◆ What is required ◆
Reproduce each line from the records that holds "lucide".
== Records for the task
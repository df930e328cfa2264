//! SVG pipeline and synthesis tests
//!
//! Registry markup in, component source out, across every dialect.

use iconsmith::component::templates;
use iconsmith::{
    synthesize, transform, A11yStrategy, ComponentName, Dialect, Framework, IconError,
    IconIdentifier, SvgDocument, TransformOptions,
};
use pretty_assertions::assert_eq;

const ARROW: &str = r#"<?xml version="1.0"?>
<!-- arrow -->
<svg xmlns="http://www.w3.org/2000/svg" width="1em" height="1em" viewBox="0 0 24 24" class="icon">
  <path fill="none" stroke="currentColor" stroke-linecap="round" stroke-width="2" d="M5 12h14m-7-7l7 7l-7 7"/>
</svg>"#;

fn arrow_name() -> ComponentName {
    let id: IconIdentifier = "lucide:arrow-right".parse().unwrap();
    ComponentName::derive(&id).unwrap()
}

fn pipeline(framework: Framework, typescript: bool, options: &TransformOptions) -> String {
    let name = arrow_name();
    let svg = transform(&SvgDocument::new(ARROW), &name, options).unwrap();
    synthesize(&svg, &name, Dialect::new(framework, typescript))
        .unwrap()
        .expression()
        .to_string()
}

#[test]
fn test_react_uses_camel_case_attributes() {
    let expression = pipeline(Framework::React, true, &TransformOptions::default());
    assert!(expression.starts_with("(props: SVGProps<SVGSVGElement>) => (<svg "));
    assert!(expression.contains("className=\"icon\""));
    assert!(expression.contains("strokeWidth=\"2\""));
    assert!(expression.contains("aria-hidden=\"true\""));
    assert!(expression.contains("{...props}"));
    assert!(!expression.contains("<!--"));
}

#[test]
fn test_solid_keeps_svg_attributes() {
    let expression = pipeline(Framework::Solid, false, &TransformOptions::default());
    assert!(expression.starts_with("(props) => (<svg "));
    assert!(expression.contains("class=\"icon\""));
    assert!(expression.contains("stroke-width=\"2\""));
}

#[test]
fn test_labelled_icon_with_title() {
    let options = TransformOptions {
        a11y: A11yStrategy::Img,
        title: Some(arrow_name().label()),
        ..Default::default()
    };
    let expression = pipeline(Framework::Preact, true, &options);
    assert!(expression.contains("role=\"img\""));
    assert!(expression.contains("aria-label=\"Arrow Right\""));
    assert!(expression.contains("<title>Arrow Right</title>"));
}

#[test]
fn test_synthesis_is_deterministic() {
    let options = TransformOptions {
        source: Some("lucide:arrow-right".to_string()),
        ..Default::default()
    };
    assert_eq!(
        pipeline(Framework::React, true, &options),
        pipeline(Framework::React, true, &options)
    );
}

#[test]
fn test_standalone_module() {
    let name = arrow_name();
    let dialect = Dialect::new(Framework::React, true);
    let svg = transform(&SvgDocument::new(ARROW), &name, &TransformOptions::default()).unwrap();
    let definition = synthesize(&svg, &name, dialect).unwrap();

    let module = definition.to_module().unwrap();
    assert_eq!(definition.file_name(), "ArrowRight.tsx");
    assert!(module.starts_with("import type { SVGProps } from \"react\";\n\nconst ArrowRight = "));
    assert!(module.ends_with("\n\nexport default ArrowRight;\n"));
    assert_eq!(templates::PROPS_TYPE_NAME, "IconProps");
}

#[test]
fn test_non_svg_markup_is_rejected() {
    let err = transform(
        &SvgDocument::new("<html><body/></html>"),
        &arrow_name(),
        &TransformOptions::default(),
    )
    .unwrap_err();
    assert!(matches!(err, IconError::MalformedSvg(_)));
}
====
◆ Output for this task ◆
    let id: IconIdentifier = "lucide:arrow-right".parse().unwrap();
        source: Some("lucide:arrow-right".to_string()),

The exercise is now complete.